Look through the data for the string "impl". Copy every line where it is found.

[Collected data]
────────────────────────────────────────
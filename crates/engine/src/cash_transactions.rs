//! Organization-level cash ledger.
//!
//! Cash transactions track money entering and leaving the bank itself (sales
//! to collectors, operational expenses, member withdrawals). Member balances
//! are touched only via the balance-history ledger; a withdrawal row links to
//! the history entry it produced.

use chrono::{DateTime, Utc};
use sea_orm::{ActiveValue, entity::prelude::*};
use serde::{Deserialize, Serialize};
use uuid::Uuid;

use crate::{EngineError, util};

#[derive(Clone, Copy, Debug, PartialEq, Eq, Serialize, Deserialize)]
#[serde(rename_all = "snake_case")]
pub enum CashDirection {
    In,
    Out,
}

impl CashDirection {
    pub fn as_str(self) -> &'static str {
        match self {
            Self::In => "in",
            Self::Out => "out",
        }
    }
}

impl TryFrom<&str> for CashDirection {
    type Error = EngineError;

    fn try_from(value: &str) -> Result<Self, Self::Error> {
        match value {
            "in" => Ok(Self::In),
            "out" => Ok(Self::Out),
            other => Err(EngineError::InvalidAmount(format!(
                "invalid cash direction: {other}"
            ))),
        }
    }
}

#[derive(Clone, Copy, Debug, PartialEq, Eq, Serialize, Deserialize)]
#[serde(rename_all = "snake_case")]
pub enum CashCategory {
    /// Sale of collected waste to a collector (money in).
    CollectorSale,
    /// Operational expense (money out).
    OperationalExpense,
    /// Payout of a member's balance (money out).
    MemberWithdrawal,
}

impl CashCategory {
    pub fn as_str(self) -> &'static str {
        match self {
            Self::CollectorSale => "collector_sale",
            Self::OperationalExpense => "operational_expense",
            Self::MemberWithdrawal => "member_withdrawal",
        }
    }

    /// The direction every transaction of this category must carry.
    pub fn direction(self) -> CashDirection {
        match self {
            Self::CollectorSale => CashDirection::In,
            Self::OperationalExpense | Self::MemberWithdrawal => CashDirection::Out,
        }
    }

    /// Whether a member reference is required (withdrawals) or forbidden.
    pub fn requires_member(self) -> bool {
        matches!(self, Self::MemberWithdrawal)
    }
}

impl TryFrom<&str> for CashCategory {
    type Error = EngineError;

    fn try_from(value: &str) -> Result<Self, Self::Error> {
        match value {
            "collector_sale" => Ok(Self::CollectorSale),
            "operational_expense" => Ok(Self::OperationalExpense),
            "member_withdrawal" => Ok(Self::MemberWithdrawal),
            other => Err(EngineError::InvalidAmount(format!(
                "invalid cash category: {other}"
            ))),
        }
    }
}

#[derive(Clone, Debug, PartialEq, Eq, Serialize, Deserialize)]
pub struct CashTransaction {
    pub id: Uuid,
    /// Unique document number (`KAS/{YYYYMMDD}/{seq}`).
    pub number: String,
    pub direction: CashDirection,
    pub category: CashCategory,
    pub amount_minor: i64,
    /// Set iff `category == MemberWithdrawal`.
    pub member_id: Option<Uuid>,
    pub admin_id: String,
    pub occurred_at: DateTime<Utc>,
}

#[derive(Clone, Debug, PartialEq, DeriveEntityModel)]
#[sea_orm(table_name = "cash_transactions")]
pub struct Model {
    #[sea_orm(primary_key, auto_increment = false)]
    pub id: String,
    #[sea_orm(unique)]
    pub number: String,
    pub direction: String,
    pub category: String,
    pub amount_minor: i64,
    pub member_id: Option<String>,
    pub admin_id: String,
    pub occurred_at: DateTimeUtc,
}

#[derive(Copy, Clone, Debug, EnumIter, DeriveRelation)]
pub enum Relation {
    #[sea_orm(
        belongs_to = "super::members::Entity",
        from = "Column::MemberId",
        to = "super::members::Column::Id"
    )]
    Members,
}

impl Related<super::members::Entity> for Entity {
    fn to() -> RelationDef {
        Relation::Members.def()
    }
}

impl ActiveModelBehavior for ActiveModel {}

impl From<&CashTransaction> for ActiveModel {
    fn from(tx: &CashTransaction) -> Self {
        Self {
            id: ActiveValue::Set(tx.id.to_string()),
            number: ActiveValue::Set(tx.number.clone()),
            direction: ActiveValue::Set(tx.direction.as_str().to_string()),
            category: ActiveValue::Set(tx.category.as_str().to_string()),
            amount_minor: ActiveValue::Set(tx.amount_minor),
            member_id: ActiveValue::Set(tx.member_id.map(|id| id.to_string())),
            admin_id: ActiveValue::Set(tx.admin_id.clone()),
            occurred_at: ActiveValue::Set(tx.occurred_at),
        }
    }
}

impl TryFrom<Model> for CashTransaction {
    type Error = EngineError;

    fn try_from(model: Model) -> Result<Self, Self::Error> {
        Ok(Self {
            id: Uuid::parse_str(&model.id)
                .map_err(|_| EngineError::KeyNotFound("cash_transaction not exists".to_string()))?,
            number: model.number,
            direction: CashDirection::try_from(model.direction.as_str())?,
            category: CashCategory::try_from(model.category.as_str())?,
            amount_minor: model.amount_minor,
            member_id: model
                .member_id
                .as_deref()
                .map(|s| util::parse_uuid(s, "member"))
                .transpose()?,
            admin_id: model.admin_id,
            occurred_at: model.occurred_at,
        })
    }
}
────────────────────────────────────────
Reply to the task:
impl CashDirection {
impl TryFrom<&str> for CashDirection {
impl CashCategory {
impl TryFrom<&str> for CashCategory {
impl Related<super::members::Entity> for Entity {
impl ActiveModelBehavior for ActiveModel {}
impl From<&CashTransaction> for ActiveModel {
impl TryFrom<Model> for CashTransaction {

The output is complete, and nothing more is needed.